▶ _The task_
The response must contain every record, repeated exactly.

▶ _Input_
----

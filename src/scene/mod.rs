//! Project, scene and subtitle-style data supplied by the editing collaborators.

/// Project and scene model.
pub mod model;
/// Subtitle styling value objects.
pub mod style;
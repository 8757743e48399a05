//! Export artifacts: capture pipeline, artifact naming and the script transcript.

/// Artifact kinds, names and atomic publication.
pub mod artifact;
/// Artifact file-name stem derived from the project title.
pub mod filename;
/// Offline capture of frames and audio into a sink.
pub mod pipeline;
/// Plain-text script transcript.
pub mod script;
use super::*;

#[test]
fn display_prefixes_are_stable() {
    assert!(
        StoryreelError::validation("x")
            .to_string()
            .contains("validation error:")
    );
    assert!(StoryreelError::decode("x").to_string().contains("decode error:"));
    assert!(
        StoryreelError::capture("x")
            .to_string()
            .contains("capture error:")
    );
    assert!(
        StoryreelError::serde("x")
            .to_string()
            .contains("serialization error:")
    );
}

#[test]
fn timeline_build_reports_scene_and_source() {
    let err = StoryreelError::timeline_build(2, "scene-c", StoryreelError::decode("empty pcm"));
    assert_eq!(err.failing_scene(), Some(2));
    let msg = err.to_string();
    assert!(msg.contains("scene 2"));
    assert!(msg.contains("scene-c"));
    assert!(msg.contains("empty pcm"));
    assert!(std::error::Error::source(&err).is_some());
}

#[test]
fn other_preserves_source() {
    let base = std::io::Error::other("boom");
    let err = StoryreelError::Other(anyhow::Error::new(base));
    assert!(err.to_string().contains("boom"));
    assert_eq!(err.failing_scene(), None);
}
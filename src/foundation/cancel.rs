use std::sync::Arc;
use std::sync::atomic::{AtomicBool, Ordering};

use crate::foundation::error::{StoryreelError, StoryreelResult};

/// Cloneable cancellation flag shared between a caller and a long-running operation.
#[derive(Clone, Debug, Default)]
pub struct CancelToken {
    flag: Arc<AtomicBool>,
}

impl CancelToken {
    /// Create a token that is not cancelled.
    pub fn new() -> Self {
        Self::default()
    }

    /// Request cancellation. Idempotent.
    pub fn cancel(&self) {
        self.flag.store(true, Ordering::Release);
    }

    /// Whether cancellation has been requested.
    pub fn is_cancelled(&self) -> bool {
        self.flag.load(Ordering::Acquire)
    }

    /// Return [`StoryreelError::Cancelled`] once cancellation has been requested.
    pub fn check(&self) -> StoryreelResult<()> {
        if self.is_cancelled() {
            Err(StoryreelError::Cancelled)
        } else {
            Ok(())
        }
    }
}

----

▶ _Solution for this task_
filename src/scene/mod.rs
//! Project, scene and subtitle-style data supplied by the editing collaborators.

/// Project and scene model.
pub mod model;
/// Subtitle styling value objects.
pub mod style;
repository 8757743e48399a05
//! Export artifacts: capture pipeline, artifact naming and the script transcript.

/// Artifact kinds, names and atomic publication.
pub mod artifact;
/// Artifact file-name stem derived from the project title.
pub mod filename;
/// Offline capture of frames and audio into a sink.
pub mod pipeline;
/// Plain-text script transcript.
pub mod script;
use super::*;

#[test]
fn display_prefixes_are_stable() {
    assert!(
        StoryreelError::validation("x")
            .to_string()
            .contains("validation error:")
    );
    assert!(StoryreelError::decode("x").to_string().contains("decode error:"));
    assert!(
        StoryreelError::capture("x")
            .to_string()
            .contains("capture error:")
    );
    assert!(
        StoryreelError::serde("x")
            .to_string()
            .contains("serialization error:")
    );
}

#[test]
fn timeline_build_reports_scene_and_source() {
    let err = StoryreelError::timeline_build(2, "scene-c", StoryreelError::decode("empty pcm"));
    assert_eq!(err.failing_scene(), Some(2));
    let msg = err.to_string();
    assert!(msg.contains("scene 2"));
    assert!(msg.contains("scene-c"));
    assert!(msg.contains("empty pcm"));
    assert!(std::error::Error::source(&err).is_some());
}

#[test]
fn other_preserves_source() {
    let base = std::io::Error::other("boom");
    let err = StoryreelError::Other(anyhow::Error::new(base));
    assert!(err.to_string().contains("boom"));
    assert_eq!(err.failing_scene(), None);
}
filename src/foundation/cancel.rs
use std::sync::Arc;
use std::sync::atomic::{AtomicBool, Ordering};

use crate::foundation::error::{StoryreelError, StoryreelResult};

/// Cloneable cancellation flag shared between a caller and a long-running operation.
#[derive(Clone, Debug, Default)]
pub struct CancelToken {
    flag: Arc<AtomicBool>,
}

impl CancelToken {
    /// Create a token that is not cancelled.
    pub fn new() -> Self {
        Self::default()
    }

    /// Request cancellation. Idempotent.
    pub fn cancel(&self) {
        self.flag.store(true, Ordering::Release);
    }

    /// Whether cancellation has been requested.
    pub fn is_cancelled(&self) -> bool {
        self.flag.load(Ordering::Acquire)
    }

    /// Return [`StoryreelError::Cancelled`] once cancellation has been requested.
    pub fn check(&self) -> StoryreelResult<()> {
        if self.is_cancelled() {
            Err(StoryreelError::Cancelled)
        } else {
            Ok(())
        }
    }
}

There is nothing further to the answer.